Shelton performing recently with Sennheiser SKM 2000-XP transmitter and e935 capsule. (click to enlarge)
Shelton’s wireless handheld vocal microphone – an SKM 2000-XP transmitter topped by an e935 capsule – is, like all other mics on the tour, drawn from the Sennheiser stable. Backed by EM 2050 receivers in the racks, the wireless rig is complemented across the stage by a battery of other transducers, including hardwired e935s for all other vocals except those of a highly talented utility player equally adept at guitar, mandolin, and fiddle, who prefers to hear her voice through a supercardioid e945.
“She sings softly, so the supercardioid mic provides better rejection from the drums,” Baisley explains. “That’s a rather easy problem to solve with just the right mic. Looking at the show in its entirety,
however, one of the biggest challenges I face is that while the entire band is on IEM, Blake prefers wedges. That means I need to strike a balance onstage that allows everything to sound good in both traditional floor monitors and ears. As anyone who has been faced with this situation before knows, that can be a tricky thing.”
Brad Baisley managing the monitor side. (click to enlarge)

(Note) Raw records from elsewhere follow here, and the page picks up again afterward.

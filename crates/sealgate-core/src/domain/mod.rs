//! Domain model (ids, artifacts, policies, blobs, coins, capabilities, sessions, ...).
//!
//! ここにあるのは純粋なデータと純粋関数だけで、ネットワークや台帳への
//! 副作用は持たない。副作用は `ports` の trait を通して `app` が起こす。

pub mod artifact;
pub mod blob;
pub mod capability;
pub mod coin;
pub mod errors;
pub mod events;
pub mod ids;
pub mod policy;
pub mod session;
pub mod state;
pub mod transaction;

pub use artifact::{DecryptedReport, ReportArtifact, report_file_name};
pub use blob::{BlobId, BlobRecord, BlobRecordError, LedgerRef, RecordUrls, StoreResponse, StoreStatus};
pub use capability::Capability;
pub use coin::{Coin, InsufficientBalance, PaymentPlan};
pub use errors::{ErrorKind, PipelineError};
pub use events::FlowEvent;
pub use ids::{Address, FlowId, HexIdError, ObjectId, clock_object_id};
pub use policy::{EncryptionId, EncryptionPolicy};
pub use session::{PersonalSignature, SessionCertificate, SessionKey, SessionState, address_of};
pub use state::{FlowState, ReadyFlow};
pub use transaction::{Argument, Command, MoveCall, TransactionBuilder};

Baisley’s strategy to cope with this mixed bag of monitor sources is to rely upon mindful mic’ing choices and placement. One of the lead guitarists, for example, is double-mic’d with a Sennheiser
e906 located off-axis to obtain a darker sound (that wedge-users like Shelton generally prefer), along with a Sennheiser 421 centered right on the cone, which delivers a “brighter” sound that most ear-wearers enjoy.
With two available sources at his disposal, either can be delivered as needed, according to each musician’s preference.